Comune il pianto
alle Fosse Ardeatine. Ma di “Via Rasella” non c’è modo di vantarsene
Ieri non m’è parso vero di poter leggere da altri quello che era il mio personale
pensiero... Nel suo blog, Francesco Paolo D’Adamo esplicitava direttamente o implicitamente
l’interrogativo che a mio avviso è comunque da porsi, seppure collateralmente,
nel ricordare con la dovuta amarezza e condanna civile e morale il feroce eccidio
di 335 italiani, compiuto il 24 marzo del 1944, dai comandi militari tedeschi,
sulla Via Ardeatina di Roma.
Nel post citato si ricorda che il politico comunista Giorgio
Amendola, in un suo scritto del 1964,
abbia dichiarato, sull’attentato
partigiano del 23 marzo, in Via Rasella: “Fui io a segnalare la colonna da colpire”! Per lui, immaginiamo, era un vanto ed è, in
realtà, una responsabilità tremenda. Un’ideazione e volontà omicida incomprensibile,
se non in termini di vendetta personale, per uno che aveva visto il padre
(il liberale Giovanni) morire nel ’26 per le percosse patite dalle squadre
fasciste. In termini generali, sono in molti ad essere convinti
che quell’attentato alle truppe germaniche, operanti a Roma con funzione di
gendarmeria, non fosse necessario e neppure decisivo per la “Liberazione”.
La Capitale
(dichiarata “città aperta”), benchè occupata dai tedeschi
a seguito dell’abbandono da parte del Re e del Governo italiano, non era
affatto un “teatro di guerra” in cui operare con azioni militari o di
resistenza armata.
Sfuggì ad Amendola, e ugualmente alla
riflessione di molti altri, negli anni successivi:
a) che l’uccisione di 33 componenti (e
molti altri feriti) di un Corpo di Polizia tedesca (Polizeiregiment Bozen)

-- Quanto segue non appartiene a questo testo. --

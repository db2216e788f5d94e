//! Bank identification.

use tracing::debug;

use crate::templates::{BankTemplate, TemplateTable};

/// Selects the template whose identifiers match a statement.
pub struct BankIdentifier<'t> {
    table: &'t TemplateTable,
}

impl<'t> BankIdentifier<'t> {
    pub fn new(table: &'t TemplateTable) -> Self {
        Self { table }
    }

    /// First template in table order with a matching identifier pattern.
    pub fn identify(&self, text: &str) -> Option<&'t BankTemplate> {
        let found = self.table.iter().find(|t| t.is_identified_by(text));

        match found {
            Some(template) => debug!("Identified bank: {}", template.bank_key()),
            None => debug!("No template identifier matched"),
        }

        found
    }
}

#[cfg(test)]
mod tests {
    use super::*;
    use crate::templates::TemplateSpec;

    #[test]
    fn test_identify_builtin_banks() {
        let identifier = BankIdentifier::new(TemplateTable::builtin());

        let cases = [
            ("Welcome to HDFC Bank", "hdfc"),
            ("ICICI Bank Credit Card Statement", "icici"),
            ("SBI Card Monthly Statement", "sbi"),
            ("Axis Bank Limited", "axis"),
            ("Kotak Mahindra Bank Ltd", "kotak"),
        ];

        for (text, key) in cases {
            assert_eq!(identifier.identify(text).map(|t| t.bank_key()), Some(key), "{}", text);
        }
    }

    #[test]
    fn test_identify_is_case_insensitive() {
        let identifier = BankIdentifier::new(TemplateTable::builtin());
        assert_eq!(
            identifier.identify("statement from hdfc bank ltd").map(|t| t.bank_key()),
            Some("hdfc")
        );
    }

    #[test]
    fn test_first_template_wins() {
        let identifier = BankIdentifier::new(TemplateTable::builtin());
        let text = "Pay your ICICI Bank card bills from your HDFC Bank account";

        assert_eq!(identifier.identify(text).map(|t| t.bank_key()), Some("hdfc"));
    }

    #[test]
    fn test_generic_identifier_after_specific() {
        let table = TemplateTable::from_specs([
            TemplateSpec::new("gold", ["Acme Gold"]).with_identifiers([r"Acme\s+Gold"]),
            TemplateSpec::new("acme", ["Acme"]).with_identifiers(["Acme"]),
        ])
        .unwrap();
        let identifier = BankIdentifier::new(&table);

        assert_eq!(identifier.identify("Acme Gold card").map(|t| t.bank_key()), Some("gold"));
        assert_eq!(identifier.identify("Acme Classic card").map(|t| t.bank_key()), Some("acme"));
    }

    #[test]
    fn test_unknown_bank() {
        let identifier = BankIdentifier::new(TemplateTable::builtin());
        assert!(identifier.identify("Statement from First Imaginary Bank").is_none());
    }
}
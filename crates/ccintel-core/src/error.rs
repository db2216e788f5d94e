//! Error types for the ccintel-core library.

use std::time::Duration;

use thiserror::Error;

/// Main error type for the ccintel library.
///
/// Note that statement parsing itself never fails with this type: missing
/// fields and fallback problems are reported inside
/// [`StatementResult`](crate::StatementResult). These errors cover loading
/// templates, reading PDFs and talking to the fallback service.
#[derive(Error, Debug)]
pub enum CcintelError {
    /// PDF processing error.
    #[error("PDF error: {0}")]
    Pdf(#[from] PdfError),

    /// Template table error.
    #[error("template error: {0}")]
    Template(#[from] TemplateError),

    /// Fallback capability error.
    #[error("fallback error: {0}")]
    Fallback(#[from] FallbackError),

    /// I/O error.
    #[error("I/O error: {0}")]
    Io(#[from] std::io::Error),

    /// Configuration error.
    #[error("configuration error: {0}")]
    Config(String),
}

/// Errors related to PDF processing.
#[derive(Error, Debug)]
pub enum PdfError {
    /// Failed to open/parse the PDF file.
    #[error("failed to parse PDF: {0}")]
    Parse(String),

    /// Failed to extract text from PDF.
    #[error("failed to extract text: {0}")]
    TextExtraction(String),

    /// The PDF is encrypted and cannot be processed.
    #[error("PDF is encrypted")]
    Encrypted,

    /// The PDF is empty or has no pages.
    #[error("PDF has no pages")]
    NoPages,
}

/// Errors raised while validating a template table.
#[derive(Error, Debug)]
pub enum TemplateError {
    /// The table contains no templates.
    #[error("template table is empty")]
    EmptyTable,

    /// A template has an empty bank key.
    #[error("template at position {0} has an empty bank_key")]
    EmptyKey(usize),

    /// Two templates share a bank key.
    #[error("duplicate bank_key: {0}")]
    DuplicateKey(String),

    /// A template has no display name.
    #[error("template {0} has no display_name")]
    MissingDisplayName(String),

    /// A template has no identifier patterns.
    #[error("template {0} has no identifier_patterns")]
    MissingIdentifiers(String),

    /// A field key is not one of the supported statement fields.
    #[error("template {bank_key} declares unknown field: {field}")]
    UnknownField { bank_key: String, field: String },

    /// A declared field has an empty pattern list.
    #[error("template {bank_key} declares field {field} with no patterns")]
    EmptyFieldPatterns { bank_key: String, field: String },

    /// A pattern failed to compile.
    #[error("template {bank_key} has invalid pattern {pattern:?}: {source}")]
    InvalidPattern {
        bank_key: String,
        pattern: String,
        #[source]
        source: regex::Error,
    },

    /// The template file could not be decoded.
    #[error("failed to decode template table: {0}")]
    Decode(#[from] serde_json::Error),

    /// The template file could not be read.
    #[error("failed to read template table: {0}")]
    Io(#[from] std::io::Error),
}

/// Errors from a fallback capability call.
///
/// Every variant collapses to `FallbackStatus::Failed` in the pipeline.
#[derive(Error, Debug)]
pub enum FallbackError {
    /// Transport-level failure.
    #[error("request failed: {0}")]
    Http(#[from] reqwest::Error),

    /// The service answered with a non-success status.
    #[error("service returned HTTP {status}: {body}")]
    Status { status: u16, body: String },

    /// The service refused to answer (blocked prompt, no candidates).
    #[error("request rejected: {0}")]
    Rejected(String),

    /// The response could not be interpreted as a field mapping.
    #[error("malformed response: {0}")]
    MalformedResponse(String),

    /// The call exceeded its time budget.
    #[error("timed out after {0:?}")]
    Timeout(Duration),

    /// The capability could not be constructed.
    #[error("invalid fallback configuration: {0}")]
    Config(String),
}

/// Result type for the ccintel library.
pub type Result<T> = std::result::Result<T, CcintelError>;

da parte dei “partigiani”, senza una vera necessità operativa, onestamente
non può essere considerata, allora come ora, una “azione di guerra”, e ha significato un decretare a freddo la morte di uomini, seppur
militari, non meno degni di rispetto che altri. Al punto che trovo inaccettabile
– s’è vero - quanto attribuito ad A. De Gasperi, che alla notizia dell’attentato
si sarebbe limitato ad esclamare, rivolgendosi ad altri politici: ... ”ne
avete combinata un'altra delle vostre. Non state mai fermi voi comunisti. Una
ne fate e cento ne pensate”. Parole superficiali e
di scarsa sensibilità umana, nel caso, sorprendenti in un politico che fondava
la sua azione su valori etico-sociali cristiani;
b) che l’eccidio per decimazione – orribile
e inaccettabile, nelle motivazioni e nel modo con cui avvenne il rastrellamento
e il pronto massacro di rappresaglia – fu diretta e prevedibile conseguenza dell’azione
dinamitarda effettuata dai GAP comunisti, gratuita strategicamente e voluta
come esercizio ‘simbolico’ (il 23 marzo era una ricorrenza celebrativa
fascista) nella lotta comunista per la conquista e per l’esercizio del potere. Responsabilità
(vorrei dire colpa) che non è stata mai sufficientemente denunciata e
stigmatizzata moralmente.
In casi come questi si usa ripetere il motto
francese: “A’ la guerre comme à la guerre”! Il significato è chiaro, e
la volontà giustificativa pure, ma anche il guerreggiare ha le sue regole, il
suo raziocinio... In ogni caso, un atto ‘propagandistico’ come quello dei
GAP (una “strage
cercata” è stata definita) richiese un cinismo
comportamentale e un’incoscienza intellettuale che non può avere giustificazione
di sorta e meno che mai “il vanto” mostrato, ancora successivamente, dal detto politico
e dai suoi compagni di lotta partigiana per il Comunismo.
A settant’anni da quei fatti - l’uno e l’altro
non cancellabili dalla memoria storica - mi permetto di poter pensare ancora che
l’uccisione e la morte fosse anche dei “Caino” (mentre definire degli “SS”
quelli della “Bozen” è falso e strumentale), grida ugualmente
vendetta al cospetto di Dio. E anche dell’Uomo. Ancora oggi.